- Prompt
In the records below, find the line with "let e: RootError = MeshError::EmptyMesh.into();" and the line with "appended, plain or"; return exactly those lines and every line between them.

- Data under study
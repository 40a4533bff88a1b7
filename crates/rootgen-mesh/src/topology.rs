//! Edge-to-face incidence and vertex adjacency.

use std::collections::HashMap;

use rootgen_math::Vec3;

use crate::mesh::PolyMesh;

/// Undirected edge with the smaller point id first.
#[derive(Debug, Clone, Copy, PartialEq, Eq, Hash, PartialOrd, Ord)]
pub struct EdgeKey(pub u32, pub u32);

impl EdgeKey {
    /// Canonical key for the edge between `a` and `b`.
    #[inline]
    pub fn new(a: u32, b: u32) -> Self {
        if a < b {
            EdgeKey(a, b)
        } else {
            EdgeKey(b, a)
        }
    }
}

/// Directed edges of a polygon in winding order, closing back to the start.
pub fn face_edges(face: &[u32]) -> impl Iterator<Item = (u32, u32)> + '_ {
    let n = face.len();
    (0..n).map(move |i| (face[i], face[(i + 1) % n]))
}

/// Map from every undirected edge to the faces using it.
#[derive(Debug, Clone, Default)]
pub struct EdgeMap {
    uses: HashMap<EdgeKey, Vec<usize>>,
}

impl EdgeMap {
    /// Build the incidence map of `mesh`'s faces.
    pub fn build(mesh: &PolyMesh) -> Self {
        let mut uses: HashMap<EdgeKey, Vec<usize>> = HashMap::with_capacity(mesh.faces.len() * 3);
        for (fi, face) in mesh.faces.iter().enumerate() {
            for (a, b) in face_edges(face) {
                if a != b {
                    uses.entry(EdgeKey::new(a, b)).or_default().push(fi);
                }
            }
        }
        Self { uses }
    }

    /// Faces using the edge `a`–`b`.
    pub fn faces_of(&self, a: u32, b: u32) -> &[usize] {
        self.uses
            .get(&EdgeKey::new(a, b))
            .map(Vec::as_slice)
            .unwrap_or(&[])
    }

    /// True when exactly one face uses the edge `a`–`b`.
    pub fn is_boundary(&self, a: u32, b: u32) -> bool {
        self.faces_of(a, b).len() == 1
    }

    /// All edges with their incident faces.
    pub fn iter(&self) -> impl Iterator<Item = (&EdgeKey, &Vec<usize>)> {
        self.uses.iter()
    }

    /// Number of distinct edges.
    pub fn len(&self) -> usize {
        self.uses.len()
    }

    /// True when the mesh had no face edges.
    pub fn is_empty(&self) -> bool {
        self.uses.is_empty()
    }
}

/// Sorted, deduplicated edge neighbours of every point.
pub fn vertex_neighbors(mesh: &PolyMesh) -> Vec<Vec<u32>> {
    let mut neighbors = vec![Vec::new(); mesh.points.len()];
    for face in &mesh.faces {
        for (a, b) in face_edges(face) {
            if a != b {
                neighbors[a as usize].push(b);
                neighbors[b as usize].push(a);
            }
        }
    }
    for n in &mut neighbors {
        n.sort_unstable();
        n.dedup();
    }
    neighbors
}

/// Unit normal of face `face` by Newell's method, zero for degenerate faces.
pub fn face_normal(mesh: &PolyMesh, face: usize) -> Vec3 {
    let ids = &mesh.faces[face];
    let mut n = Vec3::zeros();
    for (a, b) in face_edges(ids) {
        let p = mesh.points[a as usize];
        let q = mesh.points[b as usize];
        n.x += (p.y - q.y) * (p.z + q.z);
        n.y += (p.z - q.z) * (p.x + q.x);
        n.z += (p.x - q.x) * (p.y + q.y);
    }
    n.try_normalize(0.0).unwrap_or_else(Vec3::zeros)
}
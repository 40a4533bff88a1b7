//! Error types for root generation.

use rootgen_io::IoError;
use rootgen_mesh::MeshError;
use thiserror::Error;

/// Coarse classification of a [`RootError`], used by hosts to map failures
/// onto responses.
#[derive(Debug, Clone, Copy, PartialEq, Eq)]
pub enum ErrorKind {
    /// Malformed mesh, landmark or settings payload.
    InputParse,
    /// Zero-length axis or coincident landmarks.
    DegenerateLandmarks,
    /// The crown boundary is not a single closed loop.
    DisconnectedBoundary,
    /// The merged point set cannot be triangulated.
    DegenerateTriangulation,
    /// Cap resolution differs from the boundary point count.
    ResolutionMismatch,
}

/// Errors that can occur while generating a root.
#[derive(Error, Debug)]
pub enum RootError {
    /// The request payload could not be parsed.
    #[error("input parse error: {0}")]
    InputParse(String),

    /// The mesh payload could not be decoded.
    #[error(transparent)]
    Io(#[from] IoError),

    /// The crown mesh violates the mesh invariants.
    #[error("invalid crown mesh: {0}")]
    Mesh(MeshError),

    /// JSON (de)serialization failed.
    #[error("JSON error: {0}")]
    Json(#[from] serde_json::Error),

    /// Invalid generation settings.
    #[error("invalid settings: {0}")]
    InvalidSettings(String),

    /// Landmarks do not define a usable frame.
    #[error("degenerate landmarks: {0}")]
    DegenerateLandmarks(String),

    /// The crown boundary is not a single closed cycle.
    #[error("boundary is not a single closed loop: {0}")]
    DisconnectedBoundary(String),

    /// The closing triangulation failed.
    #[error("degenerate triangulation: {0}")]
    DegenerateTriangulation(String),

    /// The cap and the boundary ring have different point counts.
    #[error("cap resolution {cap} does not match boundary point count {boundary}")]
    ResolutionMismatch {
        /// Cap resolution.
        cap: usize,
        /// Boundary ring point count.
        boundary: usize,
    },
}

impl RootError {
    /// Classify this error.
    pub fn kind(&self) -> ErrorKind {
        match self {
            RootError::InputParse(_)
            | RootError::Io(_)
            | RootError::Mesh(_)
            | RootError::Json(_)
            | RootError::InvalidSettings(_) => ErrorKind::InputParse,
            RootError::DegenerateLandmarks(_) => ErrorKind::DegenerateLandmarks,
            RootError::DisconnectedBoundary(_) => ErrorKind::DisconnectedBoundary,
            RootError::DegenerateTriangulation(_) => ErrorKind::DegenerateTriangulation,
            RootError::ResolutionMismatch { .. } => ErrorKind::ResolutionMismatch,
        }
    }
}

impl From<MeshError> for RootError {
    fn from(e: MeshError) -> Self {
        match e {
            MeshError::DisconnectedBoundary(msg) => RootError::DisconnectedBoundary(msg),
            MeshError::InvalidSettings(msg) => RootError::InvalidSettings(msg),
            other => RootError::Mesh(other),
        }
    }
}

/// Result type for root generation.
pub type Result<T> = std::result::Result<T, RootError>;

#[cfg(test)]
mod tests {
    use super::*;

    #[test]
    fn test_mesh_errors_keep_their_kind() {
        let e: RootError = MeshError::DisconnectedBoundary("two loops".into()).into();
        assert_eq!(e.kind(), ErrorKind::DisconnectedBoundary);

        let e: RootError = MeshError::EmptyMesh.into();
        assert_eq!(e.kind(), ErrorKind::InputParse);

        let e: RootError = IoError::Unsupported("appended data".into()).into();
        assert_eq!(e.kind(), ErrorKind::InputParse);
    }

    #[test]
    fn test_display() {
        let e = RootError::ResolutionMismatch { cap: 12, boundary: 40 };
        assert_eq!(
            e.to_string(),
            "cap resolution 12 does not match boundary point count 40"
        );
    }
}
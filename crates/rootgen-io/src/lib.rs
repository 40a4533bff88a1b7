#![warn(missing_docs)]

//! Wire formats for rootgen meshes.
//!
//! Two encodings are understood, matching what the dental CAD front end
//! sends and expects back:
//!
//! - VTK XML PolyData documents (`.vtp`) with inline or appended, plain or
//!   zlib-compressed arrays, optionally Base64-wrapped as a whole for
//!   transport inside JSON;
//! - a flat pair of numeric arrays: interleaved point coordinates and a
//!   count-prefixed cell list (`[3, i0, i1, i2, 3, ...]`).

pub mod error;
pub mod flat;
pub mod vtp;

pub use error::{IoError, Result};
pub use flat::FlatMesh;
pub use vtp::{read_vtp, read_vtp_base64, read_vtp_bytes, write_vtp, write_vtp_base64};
--
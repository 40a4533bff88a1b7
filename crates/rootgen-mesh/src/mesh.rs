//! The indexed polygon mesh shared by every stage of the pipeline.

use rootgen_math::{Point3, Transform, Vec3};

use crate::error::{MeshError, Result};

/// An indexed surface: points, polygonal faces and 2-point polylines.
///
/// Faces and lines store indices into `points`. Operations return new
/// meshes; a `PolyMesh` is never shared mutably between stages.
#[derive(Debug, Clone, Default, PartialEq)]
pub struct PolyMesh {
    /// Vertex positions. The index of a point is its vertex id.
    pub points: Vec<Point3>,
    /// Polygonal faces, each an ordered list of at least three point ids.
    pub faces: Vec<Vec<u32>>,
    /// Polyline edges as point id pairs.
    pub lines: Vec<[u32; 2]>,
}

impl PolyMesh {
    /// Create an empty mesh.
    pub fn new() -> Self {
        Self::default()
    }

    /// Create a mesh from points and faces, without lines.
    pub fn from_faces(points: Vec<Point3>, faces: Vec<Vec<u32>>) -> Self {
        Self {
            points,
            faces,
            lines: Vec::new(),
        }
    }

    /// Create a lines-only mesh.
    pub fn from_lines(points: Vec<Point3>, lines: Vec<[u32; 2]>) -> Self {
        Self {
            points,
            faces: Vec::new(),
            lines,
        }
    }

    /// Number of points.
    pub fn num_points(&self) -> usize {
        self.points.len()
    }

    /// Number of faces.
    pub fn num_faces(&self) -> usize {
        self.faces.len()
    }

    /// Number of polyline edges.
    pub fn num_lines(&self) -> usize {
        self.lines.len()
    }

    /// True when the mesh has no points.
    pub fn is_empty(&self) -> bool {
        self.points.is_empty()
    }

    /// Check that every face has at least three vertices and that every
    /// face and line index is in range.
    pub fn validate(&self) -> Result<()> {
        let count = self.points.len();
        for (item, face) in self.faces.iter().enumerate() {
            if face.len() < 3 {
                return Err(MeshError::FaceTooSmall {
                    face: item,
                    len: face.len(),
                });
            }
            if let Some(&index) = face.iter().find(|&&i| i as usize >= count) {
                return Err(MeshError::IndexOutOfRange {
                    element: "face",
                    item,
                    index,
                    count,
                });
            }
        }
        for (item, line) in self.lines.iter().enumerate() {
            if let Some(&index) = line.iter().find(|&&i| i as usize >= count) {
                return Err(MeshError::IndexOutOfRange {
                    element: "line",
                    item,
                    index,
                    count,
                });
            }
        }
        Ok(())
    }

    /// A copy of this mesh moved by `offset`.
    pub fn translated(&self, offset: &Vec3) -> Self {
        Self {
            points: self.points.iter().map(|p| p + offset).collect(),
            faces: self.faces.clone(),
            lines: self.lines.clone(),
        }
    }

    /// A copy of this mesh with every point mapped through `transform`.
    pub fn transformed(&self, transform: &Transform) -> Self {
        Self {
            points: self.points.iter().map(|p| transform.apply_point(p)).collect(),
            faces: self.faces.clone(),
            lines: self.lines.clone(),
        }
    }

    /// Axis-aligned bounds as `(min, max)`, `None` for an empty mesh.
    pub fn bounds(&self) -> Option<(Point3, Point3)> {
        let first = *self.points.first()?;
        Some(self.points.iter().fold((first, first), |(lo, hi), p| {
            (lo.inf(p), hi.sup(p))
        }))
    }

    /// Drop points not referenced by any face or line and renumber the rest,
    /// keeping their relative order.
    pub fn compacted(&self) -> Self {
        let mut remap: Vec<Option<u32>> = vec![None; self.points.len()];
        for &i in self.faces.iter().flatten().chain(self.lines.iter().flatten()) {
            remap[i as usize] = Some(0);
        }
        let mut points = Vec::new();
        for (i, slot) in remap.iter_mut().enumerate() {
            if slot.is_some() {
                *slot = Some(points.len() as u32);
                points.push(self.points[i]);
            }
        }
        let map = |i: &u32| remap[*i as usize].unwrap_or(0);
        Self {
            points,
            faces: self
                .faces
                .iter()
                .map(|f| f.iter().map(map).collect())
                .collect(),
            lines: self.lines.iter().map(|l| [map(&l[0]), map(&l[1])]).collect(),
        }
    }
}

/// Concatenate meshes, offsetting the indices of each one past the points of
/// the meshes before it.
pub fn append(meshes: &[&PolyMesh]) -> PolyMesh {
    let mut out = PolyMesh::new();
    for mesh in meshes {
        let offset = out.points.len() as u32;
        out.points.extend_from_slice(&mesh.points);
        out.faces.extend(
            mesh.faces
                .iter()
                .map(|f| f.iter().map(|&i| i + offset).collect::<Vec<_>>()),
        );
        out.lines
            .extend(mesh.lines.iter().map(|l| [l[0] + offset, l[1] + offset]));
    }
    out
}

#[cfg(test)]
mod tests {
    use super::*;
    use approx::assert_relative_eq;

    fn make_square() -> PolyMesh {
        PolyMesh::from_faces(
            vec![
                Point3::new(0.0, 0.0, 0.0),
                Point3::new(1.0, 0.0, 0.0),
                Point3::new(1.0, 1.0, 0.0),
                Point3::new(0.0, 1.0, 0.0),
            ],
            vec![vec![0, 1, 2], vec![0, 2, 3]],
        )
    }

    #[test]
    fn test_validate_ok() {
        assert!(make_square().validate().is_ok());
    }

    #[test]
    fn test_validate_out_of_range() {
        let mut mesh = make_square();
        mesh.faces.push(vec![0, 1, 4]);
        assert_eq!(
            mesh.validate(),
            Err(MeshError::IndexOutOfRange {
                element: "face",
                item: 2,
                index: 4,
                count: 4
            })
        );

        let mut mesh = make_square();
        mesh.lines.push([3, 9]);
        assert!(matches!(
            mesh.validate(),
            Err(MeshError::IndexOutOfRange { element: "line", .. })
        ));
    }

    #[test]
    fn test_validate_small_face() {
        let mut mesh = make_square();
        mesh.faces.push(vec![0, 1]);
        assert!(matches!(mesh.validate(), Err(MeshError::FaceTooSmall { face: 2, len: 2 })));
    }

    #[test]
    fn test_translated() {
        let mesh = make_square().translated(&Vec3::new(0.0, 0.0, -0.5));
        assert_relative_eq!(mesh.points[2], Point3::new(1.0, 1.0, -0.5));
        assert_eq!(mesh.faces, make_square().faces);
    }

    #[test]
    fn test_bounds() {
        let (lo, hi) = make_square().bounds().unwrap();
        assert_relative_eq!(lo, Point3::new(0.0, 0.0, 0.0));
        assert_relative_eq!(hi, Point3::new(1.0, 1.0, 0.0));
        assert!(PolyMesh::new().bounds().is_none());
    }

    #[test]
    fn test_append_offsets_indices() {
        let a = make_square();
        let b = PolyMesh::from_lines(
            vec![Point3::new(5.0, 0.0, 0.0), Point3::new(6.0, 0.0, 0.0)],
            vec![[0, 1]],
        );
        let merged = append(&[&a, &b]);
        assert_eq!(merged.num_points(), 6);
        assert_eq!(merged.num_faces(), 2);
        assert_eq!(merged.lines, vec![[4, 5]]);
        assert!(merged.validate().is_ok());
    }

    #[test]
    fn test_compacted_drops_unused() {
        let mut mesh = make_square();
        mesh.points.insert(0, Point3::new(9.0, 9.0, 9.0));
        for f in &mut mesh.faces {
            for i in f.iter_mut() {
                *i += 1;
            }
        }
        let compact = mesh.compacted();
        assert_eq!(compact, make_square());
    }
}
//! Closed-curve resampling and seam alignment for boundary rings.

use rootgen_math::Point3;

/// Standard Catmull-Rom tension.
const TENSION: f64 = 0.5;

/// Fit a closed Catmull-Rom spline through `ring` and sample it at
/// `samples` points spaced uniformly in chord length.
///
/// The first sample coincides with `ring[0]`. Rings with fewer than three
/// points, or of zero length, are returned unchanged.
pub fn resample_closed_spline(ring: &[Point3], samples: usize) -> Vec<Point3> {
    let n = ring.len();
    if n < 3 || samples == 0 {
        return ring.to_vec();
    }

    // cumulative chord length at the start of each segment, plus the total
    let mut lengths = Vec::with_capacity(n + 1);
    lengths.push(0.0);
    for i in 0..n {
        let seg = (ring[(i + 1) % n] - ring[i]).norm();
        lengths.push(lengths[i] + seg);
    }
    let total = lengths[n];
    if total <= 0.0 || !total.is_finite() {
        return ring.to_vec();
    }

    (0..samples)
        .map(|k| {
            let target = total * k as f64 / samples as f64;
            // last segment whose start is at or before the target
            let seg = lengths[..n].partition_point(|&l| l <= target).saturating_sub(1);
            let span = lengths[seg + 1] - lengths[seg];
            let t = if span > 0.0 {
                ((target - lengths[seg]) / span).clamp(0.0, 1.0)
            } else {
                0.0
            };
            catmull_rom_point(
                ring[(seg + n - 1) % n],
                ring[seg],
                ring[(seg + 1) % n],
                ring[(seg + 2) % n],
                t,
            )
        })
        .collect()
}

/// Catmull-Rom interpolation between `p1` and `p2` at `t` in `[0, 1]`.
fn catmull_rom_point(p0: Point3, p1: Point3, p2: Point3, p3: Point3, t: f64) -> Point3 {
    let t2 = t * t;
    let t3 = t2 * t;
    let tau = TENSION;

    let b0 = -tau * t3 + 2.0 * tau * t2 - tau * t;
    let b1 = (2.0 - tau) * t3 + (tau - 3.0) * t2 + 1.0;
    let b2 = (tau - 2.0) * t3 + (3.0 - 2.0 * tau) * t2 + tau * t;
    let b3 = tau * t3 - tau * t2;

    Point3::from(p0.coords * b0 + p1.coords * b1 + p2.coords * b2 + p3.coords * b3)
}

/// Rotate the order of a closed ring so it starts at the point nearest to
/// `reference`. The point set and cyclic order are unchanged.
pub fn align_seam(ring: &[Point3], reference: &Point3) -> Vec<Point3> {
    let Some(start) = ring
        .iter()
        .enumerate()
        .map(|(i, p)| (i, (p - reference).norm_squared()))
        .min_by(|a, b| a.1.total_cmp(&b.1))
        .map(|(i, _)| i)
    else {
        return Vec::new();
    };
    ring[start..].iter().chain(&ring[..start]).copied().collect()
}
* * *
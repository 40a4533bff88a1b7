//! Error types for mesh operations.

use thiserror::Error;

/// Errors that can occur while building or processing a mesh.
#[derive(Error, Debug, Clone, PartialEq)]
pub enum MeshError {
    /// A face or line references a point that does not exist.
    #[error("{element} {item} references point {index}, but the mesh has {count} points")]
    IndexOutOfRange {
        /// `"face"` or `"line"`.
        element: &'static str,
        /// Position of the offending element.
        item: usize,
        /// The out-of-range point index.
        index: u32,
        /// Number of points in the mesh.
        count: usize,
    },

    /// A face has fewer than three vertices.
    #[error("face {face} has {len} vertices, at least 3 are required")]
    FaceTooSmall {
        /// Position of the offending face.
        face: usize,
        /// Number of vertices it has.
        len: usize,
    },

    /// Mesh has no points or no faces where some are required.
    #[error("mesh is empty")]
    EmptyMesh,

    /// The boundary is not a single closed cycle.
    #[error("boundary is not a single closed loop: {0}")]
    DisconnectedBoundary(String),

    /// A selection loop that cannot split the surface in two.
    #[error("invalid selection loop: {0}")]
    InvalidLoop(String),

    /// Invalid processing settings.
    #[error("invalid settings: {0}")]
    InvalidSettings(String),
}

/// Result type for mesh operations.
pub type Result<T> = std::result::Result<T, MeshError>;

- Answer area
        let e: RootError = MeshError::EmptyMesh.into();
        assert_eq!(e.kind(), ErrorKind::InputParse);

        let e: RootError = IoError::Unsupported("appended data".into()).into();
        assert_eq!(e.kind(), ErrorKind::InputParse);
    }

    #[test]
    fn test_display() {
        let e = RootError::ResolutionMismatch { cap: 12, boundary: 40 };
        assert_eq!(
            e.to_string(),
            "cap resolution 12 does not match boundary point count 40"
        );
    }
}
filename crates/rootgen-io/src/lib.rs
repository 40a4533bff88a1b7
#![warn(missing_docs)]

//! Wire formats for rootgen meshes.
//!
//! Two encodings are understood, matching what the dental CAD front end
//! sends and expects back:
//!
//! - VTK XML PolyData documents (`.vtp`) with inline or appended, plain or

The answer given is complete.